↓↓↓

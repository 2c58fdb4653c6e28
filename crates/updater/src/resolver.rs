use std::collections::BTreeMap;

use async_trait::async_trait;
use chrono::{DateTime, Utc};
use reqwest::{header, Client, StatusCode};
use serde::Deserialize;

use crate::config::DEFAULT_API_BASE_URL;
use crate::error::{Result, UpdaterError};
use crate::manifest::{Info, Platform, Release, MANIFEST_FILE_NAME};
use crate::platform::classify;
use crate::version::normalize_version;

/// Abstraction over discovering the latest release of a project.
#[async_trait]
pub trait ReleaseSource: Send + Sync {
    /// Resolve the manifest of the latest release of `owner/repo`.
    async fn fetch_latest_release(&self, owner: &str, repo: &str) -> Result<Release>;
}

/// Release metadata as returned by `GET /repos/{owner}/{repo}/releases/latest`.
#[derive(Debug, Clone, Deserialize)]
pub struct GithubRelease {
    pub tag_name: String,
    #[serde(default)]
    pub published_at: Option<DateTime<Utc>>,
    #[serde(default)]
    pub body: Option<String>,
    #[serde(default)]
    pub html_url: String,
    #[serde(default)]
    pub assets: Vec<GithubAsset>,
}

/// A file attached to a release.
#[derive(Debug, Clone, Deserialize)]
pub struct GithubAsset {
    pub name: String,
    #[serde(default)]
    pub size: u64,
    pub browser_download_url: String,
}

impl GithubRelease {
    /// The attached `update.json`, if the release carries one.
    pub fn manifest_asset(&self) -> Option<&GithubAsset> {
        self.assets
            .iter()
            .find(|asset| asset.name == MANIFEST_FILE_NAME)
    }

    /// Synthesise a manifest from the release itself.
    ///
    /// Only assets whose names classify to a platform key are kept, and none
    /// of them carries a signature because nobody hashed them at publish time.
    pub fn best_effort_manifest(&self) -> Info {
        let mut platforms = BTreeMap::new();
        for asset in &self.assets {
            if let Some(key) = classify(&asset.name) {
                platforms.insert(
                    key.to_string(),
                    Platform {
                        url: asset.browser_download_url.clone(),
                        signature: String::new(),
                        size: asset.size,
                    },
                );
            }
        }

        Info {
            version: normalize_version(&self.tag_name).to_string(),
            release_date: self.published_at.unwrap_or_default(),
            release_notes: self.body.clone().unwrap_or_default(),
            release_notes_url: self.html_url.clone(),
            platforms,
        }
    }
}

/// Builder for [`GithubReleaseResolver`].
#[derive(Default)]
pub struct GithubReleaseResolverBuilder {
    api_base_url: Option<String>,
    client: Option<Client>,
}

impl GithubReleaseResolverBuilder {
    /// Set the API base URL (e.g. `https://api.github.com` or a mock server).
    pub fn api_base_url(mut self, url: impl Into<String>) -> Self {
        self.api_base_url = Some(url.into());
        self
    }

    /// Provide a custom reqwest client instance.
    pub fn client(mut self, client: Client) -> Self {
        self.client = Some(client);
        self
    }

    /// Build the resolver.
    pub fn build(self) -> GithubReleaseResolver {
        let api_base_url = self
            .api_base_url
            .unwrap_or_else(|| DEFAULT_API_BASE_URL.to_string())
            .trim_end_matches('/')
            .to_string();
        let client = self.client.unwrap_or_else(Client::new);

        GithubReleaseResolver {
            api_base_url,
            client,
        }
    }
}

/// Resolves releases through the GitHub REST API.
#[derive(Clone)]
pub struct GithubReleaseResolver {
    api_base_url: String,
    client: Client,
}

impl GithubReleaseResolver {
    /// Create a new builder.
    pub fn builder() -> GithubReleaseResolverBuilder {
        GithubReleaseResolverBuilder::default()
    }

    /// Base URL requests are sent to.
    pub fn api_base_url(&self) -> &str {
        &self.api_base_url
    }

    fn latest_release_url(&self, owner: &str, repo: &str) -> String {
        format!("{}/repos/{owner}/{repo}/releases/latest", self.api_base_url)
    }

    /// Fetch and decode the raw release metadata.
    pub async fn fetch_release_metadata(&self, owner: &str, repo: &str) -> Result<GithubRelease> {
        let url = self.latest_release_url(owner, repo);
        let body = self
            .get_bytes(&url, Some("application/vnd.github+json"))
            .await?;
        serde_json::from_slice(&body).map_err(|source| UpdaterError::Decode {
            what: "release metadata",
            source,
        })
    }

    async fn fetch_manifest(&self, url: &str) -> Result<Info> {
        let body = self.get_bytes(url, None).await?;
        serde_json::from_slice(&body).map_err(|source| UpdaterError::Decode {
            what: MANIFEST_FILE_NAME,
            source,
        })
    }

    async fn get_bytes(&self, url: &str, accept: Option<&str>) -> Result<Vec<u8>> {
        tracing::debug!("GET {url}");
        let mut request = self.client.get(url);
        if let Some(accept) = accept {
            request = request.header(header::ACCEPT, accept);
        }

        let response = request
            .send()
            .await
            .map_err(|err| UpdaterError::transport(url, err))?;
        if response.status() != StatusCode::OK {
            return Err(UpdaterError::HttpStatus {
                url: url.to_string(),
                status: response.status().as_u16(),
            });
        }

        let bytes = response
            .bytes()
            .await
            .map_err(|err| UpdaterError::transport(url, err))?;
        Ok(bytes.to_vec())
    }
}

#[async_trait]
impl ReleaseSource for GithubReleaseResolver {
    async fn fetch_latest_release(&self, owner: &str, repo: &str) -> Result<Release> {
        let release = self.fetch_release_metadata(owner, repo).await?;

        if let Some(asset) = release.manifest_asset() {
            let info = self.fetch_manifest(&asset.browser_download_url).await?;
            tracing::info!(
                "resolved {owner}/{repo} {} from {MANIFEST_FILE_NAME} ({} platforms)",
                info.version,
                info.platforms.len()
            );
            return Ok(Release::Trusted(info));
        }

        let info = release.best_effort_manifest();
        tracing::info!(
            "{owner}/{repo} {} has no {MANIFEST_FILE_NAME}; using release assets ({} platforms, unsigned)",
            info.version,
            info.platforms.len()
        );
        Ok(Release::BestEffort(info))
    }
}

↑↑↑
↓↓↓

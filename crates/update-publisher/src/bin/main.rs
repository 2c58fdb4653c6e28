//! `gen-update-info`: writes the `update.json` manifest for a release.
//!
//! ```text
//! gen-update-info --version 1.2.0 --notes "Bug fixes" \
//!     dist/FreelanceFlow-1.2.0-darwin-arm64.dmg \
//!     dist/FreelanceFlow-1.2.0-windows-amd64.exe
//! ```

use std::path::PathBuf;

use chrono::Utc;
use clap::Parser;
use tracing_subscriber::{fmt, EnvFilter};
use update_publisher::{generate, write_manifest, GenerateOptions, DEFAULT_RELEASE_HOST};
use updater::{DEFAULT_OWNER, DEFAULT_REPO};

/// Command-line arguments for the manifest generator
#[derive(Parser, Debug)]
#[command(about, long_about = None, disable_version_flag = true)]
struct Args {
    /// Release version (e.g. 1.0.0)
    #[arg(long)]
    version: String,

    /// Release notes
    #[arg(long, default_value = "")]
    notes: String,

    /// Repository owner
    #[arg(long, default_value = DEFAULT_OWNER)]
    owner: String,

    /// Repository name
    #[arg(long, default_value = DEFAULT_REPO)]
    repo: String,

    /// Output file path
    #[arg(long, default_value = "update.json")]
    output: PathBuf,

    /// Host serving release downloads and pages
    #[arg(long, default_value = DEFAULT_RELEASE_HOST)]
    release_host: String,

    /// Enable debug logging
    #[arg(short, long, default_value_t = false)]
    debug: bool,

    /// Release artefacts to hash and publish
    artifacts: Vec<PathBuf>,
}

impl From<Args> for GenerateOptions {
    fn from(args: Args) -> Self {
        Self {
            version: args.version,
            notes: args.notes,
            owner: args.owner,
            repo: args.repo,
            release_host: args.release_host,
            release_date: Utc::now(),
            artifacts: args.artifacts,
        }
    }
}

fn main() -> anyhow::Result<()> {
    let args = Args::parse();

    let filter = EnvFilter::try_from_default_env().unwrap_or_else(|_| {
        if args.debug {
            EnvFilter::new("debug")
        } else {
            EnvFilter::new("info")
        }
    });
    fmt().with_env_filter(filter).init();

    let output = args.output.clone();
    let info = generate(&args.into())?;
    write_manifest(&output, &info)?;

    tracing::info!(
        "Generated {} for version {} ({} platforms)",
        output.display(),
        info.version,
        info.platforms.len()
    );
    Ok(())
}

↑↑↑

About this exercise :: Every line that holds the string "FreelanceFlow" must be copied from the records above.

Written response ::
//!     dist/FreelanceFlow-1.2.0-darwin-arm64.dmg \
//!     dist/FreelanceFlow-1.2.0-windows-amd64.exe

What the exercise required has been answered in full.